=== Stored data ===
=== Section Start ===

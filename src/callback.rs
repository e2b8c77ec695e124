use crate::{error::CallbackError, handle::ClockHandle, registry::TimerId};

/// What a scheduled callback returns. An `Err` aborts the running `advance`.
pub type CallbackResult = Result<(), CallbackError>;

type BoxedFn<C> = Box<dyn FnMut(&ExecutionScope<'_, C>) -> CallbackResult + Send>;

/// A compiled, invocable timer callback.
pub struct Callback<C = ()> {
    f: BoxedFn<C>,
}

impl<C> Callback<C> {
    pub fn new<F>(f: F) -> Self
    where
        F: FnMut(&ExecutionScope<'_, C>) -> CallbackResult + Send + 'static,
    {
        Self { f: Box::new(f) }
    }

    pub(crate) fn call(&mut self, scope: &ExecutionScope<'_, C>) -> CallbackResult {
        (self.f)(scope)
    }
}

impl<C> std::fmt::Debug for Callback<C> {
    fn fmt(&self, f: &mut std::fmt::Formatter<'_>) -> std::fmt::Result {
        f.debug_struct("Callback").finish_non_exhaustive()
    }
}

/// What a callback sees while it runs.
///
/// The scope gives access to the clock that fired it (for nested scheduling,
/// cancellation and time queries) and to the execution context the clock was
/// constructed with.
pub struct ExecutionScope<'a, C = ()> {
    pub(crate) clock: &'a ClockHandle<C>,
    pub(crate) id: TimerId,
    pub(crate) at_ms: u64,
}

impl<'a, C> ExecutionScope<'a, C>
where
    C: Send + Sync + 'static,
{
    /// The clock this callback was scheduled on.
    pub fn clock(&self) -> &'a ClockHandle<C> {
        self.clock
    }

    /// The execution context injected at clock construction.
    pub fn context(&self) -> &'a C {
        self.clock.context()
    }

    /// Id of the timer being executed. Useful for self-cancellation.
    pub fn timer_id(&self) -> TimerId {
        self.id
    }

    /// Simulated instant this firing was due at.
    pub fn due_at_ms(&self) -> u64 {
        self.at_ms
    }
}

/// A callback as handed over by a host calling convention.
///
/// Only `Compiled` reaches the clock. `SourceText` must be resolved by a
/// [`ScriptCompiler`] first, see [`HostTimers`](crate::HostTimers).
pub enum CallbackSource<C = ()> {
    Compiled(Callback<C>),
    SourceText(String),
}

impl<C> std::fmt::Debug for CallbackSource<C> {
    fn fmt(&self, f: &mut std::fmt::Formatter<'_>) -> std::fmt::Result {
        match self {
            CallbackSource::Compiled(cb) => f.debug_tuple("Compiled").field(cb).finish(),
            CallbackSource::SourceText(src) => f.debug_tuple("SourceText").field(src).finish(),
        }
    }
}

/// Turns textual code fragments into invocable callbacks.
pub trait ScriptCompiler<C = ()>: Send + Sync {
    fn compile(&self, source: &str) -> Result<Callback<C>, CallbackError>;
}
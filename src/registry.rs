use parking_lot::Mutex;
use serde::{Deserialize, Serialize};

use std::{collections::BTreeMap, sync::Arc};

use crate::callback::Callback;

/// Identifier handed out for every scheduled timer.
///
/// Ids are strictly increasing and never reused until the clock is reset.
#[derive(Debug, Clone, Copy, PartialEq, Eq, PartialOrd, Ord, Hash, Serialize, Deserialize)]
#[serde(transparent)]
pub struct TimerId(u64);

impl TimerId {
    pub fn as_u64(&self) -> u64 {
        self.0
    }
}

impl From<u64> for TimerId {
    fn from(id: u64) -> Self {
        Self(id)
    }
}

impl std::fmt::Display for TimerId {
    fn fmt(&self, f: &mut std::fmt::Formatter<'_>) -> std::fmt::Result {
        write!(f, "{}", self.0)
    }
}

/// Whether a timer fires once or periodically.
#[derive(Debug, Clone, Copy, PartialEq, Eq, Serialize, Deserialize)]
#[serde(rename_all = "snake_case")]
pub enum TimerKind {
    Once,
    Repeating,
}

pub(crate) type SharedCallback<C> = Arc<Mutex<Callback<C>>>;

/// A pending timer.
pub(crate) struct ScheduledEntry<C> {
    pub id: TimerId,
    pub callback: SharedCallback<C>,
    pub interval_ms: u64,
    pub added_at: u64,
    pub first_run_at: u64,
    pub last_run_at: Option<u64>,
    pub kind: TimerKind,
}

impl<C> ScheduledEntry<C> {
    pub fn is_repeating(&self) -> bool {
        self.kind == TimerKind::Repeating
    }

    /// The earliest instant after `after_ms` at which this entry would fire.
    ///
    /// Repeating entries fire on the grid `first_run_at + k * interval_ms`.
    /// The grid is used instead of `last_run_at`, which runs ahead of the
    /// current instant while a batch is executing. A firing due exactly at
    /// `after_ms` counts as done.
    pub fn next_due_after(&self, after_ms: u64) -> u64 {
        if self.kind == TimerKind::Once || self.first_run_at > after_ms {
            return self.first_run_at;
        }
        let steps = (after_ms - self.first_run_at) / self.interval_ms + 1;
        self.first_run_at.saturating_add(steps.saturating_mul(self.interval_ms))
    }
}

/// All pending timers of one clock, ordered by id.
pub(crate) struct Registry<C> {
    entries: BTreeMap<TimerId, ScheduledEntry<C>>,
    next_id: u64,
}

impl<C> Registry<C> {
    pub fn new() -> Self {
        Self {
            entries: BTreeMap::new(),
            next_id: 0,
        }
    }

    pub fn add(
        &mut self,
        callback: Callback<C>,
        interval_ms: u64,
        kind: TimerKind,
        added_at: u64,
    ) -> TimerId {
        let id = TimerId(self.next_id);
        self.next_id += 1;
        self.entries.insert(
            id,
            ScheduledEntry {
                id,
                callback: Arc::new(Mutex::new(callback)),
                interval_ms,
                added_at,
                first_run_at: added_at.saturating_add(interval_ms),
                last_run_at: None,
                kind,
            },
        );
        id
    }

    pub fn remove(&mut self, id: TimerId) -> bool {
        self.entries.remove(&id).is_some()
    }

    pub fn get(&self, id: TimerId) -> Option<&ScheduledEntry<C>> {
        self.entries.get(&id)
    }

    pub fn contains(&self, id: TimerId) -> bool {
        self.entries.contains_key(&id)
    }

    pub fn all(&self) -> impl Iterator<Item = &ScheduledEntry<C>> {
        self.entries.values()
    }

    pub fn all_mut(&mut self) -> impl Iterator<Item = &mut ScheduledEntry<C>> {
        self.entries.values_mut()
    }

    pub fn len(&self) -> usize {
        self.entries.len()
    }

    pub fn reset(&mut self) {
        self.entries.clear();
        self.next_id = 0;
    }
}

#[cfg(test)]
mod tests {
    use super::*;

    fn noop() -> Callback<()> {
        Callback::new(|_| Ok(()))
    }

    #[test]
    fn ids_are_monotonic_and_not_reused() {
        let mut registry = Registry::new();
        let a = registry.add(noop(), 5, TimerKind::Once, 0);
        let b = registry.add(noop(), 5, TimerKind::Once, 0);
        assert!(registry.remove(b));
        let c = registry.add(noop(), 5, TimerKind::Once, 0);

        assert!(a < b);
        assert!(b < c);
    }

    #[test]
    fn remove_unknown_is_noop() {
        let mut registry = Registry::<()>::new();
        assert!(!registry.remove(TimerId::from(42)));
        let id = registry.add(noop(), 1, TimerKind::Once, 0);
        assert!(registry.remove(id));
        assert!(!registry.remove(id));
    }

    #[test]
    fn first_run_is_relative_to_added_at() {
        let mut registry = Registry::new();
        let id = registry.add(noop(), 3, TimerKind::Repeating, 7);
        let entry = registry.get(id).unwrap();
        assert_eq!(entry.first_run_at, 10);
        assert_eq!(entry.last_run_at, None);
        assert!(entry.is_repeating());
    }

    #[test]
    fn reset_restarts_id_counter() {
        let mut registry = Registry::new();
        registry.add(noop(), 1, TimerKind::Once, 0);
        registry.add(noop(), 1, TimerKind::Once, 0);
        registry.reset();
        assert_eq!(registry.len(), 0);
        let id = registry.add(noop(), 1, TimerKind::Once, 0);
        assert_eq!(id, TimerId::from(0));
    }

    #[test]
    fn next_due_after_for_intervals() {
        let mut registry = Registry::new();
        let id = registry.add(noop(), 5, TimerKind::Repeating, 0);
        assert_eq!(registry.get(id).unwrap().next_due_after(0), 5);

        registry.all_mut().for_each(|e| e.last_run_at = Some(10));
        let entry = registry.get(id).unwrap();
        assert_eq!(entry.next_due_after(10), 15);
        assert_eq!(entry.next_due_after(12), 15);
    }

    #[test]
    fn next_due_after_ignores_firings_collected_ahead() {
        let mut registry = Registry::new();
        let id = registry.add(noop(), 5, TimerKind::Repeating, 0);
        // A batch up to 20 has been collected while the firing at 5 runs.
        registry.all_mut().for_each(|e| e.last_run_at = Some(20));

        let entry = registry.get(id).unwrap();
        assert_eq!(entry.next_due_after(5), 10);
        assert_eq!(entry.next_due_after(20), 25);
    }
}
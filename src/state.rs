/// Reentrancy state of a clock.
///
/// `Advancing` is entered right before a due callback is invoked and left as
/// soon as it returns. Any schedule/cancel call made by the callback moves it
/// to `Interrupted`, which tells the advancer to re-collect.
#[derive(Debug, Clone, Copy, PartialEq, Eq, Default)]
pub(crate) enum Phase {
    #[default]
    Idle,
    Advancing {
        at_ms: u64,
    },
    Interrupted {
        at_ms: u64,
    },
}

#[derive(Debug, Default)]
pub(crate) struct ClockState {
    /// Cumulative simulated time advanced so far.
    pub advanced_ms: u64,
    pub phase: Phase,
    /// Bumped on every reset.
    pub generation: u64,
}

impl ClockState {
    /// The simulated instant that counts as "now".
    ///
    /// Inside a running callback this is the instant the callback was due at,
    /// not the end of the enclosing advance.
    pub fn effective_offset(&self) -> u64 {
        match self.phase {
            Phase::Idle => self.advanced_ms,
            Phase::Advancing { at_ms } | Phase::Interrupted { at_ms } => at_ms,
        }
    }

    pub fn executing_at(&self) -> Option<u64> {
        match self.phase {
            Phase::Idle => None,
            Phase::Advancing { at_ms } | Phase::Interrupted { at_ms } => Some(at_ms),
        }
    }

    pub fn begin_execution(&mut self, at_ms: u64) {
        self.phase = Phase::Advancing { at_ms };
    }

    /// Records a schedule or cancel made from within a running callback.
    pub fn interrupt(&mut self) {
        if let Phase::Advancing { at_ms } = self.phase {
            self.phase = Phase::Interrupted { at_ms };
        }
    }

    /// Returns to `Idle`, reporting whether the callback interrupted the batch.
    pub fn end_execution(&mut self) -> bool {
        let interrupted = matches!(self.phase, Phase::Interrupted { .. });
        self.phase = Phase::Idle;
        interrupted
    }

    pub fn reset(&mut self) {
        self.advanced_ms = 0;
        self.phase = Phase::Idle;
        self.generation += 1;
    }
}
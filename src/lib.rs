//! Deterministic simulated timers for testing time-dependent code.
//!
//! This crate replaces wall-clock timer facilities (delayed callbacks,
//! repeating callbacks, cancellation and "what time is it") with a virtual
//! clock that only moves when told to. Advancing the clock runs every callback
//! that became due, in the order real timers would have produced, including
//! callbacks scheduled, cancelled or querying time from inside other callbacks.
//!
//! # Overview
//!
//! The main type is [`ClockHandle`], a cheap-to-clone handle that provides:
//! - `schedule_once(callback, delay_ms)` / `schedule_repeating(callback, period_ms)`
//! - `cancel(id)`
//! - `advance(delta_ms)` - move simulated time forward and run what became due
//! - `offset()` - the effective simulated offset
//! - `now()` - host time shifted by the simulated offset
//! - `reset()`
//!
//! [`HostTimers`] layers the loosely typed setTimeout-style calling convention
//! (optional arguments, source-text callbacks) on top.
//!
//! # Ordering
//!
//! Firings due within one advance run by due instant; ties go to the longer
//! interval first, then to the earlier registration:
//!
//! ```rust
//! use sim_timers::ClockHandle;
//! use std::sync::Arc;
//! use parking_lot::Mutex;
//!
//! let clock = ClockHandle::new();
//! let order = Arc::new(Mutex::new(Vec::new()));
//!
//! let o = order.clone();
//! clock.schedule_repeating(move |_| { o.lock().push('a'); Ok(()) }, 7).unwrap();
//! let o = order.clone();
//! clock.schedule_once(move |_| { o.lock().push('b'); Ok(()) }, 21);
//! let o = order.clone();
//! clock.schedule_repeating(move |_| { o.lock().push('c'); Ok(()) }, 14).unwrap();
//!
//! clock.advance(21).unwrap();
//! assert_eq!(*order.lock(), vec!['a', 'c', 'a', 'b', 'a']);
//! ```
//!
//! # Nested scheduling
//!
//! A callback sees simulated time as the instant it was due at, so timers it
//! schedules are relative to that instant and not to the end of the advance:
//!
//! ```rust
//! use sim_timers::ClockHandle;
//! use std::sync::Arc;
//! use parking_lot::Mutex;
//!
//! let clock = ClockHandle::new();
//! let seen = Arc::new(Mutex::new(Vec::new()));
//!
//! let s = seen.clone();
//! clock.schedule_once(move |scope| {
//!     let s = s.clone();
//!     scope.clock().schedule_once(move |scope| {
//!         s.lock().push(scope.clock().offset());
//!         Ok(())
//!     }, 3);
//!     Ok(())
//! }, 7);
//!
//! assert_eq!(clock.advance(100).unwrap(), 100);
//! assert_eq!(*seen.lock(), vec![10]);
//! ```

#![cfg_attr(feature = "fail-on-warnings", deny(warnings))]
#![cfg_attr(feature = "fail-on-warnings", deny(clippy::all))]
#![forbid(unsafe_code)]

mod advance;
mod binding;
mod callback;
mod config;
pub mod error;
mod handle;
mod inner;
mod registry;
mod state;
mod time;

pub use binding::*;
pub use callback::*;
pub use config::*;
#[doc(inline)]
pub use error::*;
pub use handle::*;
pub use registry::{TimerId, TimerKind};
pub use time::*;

=== Section End ===

=== Work item ===
Starting at the first line of the records, print each line exactly, stopping after the line that contains "pub struct Callback<C".

=== Reply ===
filename src/callback.rs
repository e2b8c77ec695e124
use crate::{error::CallbackError, handle::ClockHandle, registry::TimerId};

/// What a scheduled callback returns. An `Err` aborts the running `advance`.
pub type CallbackResult = Result<(), CallbackError>;

type BoxedFn<C> = Box<dyn FnMut(&ExecutionScope<'_, C>) -> CallbackResult + Send>;

/// A compiled, invocable timer callback.
pub struct Callback<C = ()> {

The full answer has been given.